DATA PROVIDED Block Start

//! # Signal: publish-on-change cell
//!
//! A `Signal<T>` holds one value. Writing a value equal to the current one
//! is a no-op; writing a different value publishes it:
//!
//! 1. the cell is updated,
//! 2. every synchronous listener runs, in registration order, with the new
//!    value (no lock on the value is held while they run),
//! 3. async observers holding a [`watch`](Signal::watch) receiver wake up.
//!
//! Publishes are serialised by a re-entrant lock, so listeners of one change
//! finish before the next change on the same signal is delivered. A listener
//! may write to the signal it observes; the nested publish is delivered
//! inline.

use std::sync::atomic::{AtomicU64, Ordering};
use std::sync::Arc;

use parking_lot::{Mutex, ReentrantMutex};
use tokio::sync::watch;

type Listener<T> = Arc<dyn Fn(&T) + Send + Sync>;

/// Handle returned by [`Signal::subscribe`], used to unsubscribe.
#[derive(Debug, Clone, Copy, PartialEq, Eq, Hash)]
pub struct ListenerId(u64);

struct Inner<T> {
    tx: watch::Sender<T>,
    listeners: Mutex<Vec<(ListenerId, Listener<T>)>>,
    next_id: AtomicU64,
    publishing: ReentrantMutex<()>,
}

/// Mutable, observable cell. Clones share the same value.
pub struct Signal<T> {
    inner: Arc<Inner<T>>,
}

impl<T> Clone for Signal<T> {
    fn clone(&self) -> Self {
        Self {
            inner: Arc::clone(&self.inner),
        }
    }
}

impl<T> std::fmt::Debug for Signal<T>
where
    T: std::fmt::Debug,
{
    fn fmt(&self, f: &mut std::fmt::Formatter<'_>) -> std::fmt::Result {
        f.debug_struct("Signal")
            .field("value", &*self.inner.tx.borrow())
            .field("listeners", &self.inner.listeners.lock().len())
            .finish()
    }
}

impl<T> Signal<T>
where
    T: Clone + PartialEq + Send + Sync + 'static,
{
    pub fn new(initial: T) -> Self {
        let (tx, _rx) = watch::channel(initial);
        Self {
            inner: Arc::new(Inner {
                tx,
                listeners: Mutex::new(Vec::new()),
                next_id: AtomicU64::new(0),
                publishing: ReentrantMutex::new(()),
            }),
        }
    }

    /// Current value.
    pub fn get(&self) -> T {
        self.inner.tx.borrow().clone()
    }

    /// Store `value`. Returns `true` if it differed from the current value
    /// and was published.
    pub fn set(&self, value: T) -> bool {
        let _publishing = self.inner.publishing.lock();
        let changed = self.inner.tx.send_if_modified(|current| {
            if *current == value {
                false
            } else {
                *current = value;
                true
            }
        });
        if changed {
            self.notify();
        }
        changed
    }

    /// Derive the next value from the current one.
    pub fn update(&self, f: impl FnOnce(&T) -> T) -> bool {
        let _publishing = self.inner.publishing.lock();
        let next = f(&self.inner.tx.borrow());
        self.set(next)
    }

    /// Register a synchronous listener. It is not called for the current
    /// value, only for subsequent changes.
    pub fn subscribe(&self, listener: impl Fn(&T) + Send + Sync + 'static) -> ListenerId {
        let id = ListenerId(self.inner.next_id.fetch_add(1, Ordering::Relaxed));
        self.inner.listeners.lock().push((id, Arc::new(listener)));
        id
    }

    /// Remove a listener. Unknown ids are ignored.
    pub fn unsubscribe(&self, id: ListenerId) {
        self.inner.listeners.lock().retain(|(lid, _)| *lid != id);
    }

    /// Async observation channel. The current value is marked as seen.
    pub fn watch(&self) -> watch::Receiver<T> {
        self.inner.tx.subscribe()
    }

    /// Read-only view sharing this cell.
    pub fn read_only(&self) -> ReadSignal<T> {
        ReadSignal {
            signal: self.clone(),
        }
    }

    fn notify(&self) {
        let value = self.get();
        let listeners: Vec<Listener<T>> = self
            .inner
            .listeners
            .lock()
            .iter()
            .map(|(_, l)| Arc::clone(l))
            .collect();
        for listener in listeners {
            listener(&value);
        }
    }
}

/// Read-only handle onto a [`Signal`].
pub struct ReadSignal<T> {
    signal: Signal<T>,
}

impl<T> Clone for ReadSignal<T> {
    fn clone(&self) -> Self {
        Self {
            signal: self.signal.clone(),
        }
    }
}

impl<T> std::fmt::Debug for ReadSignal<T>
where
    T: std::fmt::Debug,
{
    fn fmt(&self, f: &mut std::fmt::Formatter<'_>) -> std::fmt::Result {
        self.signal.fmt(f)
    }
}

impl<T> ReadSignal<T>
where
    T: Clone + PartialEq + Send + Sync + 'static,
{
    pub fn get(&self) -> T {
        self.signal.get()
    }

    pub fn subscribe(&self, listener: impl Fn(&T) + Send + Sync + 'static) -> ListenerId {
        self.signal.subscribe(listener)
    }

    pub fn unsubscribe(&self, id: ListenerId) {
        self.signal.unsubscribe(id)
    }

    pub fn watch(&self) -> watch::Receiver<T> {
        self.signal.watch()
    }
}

DATA PROVIDED Block End
DATA PROVIDED Block Start

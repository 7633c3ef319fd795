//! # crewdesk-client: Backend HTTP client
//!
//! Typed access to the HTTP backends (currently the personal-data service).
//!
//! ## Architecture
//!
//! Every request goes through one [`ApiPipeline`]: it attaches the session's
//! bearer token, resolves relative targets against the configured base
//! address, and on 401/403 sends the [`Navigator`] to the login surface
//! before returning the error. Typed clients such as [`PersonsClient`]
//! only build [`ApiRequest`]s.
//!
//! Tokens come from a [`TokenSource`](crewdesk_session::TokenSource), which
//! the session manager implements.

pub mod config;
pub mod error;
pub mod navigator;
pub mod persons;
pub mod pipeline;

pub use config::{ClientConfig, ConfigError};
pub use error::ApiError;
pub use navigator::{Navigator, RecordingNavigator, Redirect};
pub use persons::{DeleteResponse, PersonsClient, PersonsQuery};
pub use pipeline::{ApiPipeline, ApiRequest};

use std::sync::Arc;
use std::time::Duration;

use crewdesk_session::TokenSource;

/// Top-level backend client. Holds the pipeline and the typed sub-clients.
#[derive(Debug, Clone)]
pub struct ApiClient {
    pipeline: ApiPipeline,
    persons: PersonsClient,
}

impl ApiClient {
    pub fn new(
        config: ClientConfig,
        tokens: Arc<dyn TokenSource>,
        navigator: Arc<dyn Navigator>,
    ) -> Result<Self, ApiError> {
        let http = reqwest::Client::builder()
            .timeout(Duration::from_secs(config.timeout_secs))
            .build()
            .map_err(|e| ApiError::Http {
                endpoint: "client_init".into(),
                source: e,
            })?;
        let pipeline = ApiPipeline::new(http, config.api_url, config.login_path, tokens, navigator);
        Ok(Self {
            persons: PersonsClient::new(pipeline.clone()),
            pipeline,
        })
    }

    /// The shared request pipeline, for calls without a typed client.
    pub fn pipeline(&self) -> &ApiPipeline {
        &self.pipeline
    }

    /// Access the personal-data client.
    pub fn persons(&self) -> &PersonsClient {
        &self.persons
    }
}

DATA PROVIDED Block End

YOUR OBJECTIVE ::
Lines that include the word "borrow" are to be extracted from the data above.

EXERCISE SOLUTION ::
            .field("value", &*self.inner.tx.borrow())
        self.inner.tx.borrow().clone()
        let next = f(&self.inner.tx.borrow());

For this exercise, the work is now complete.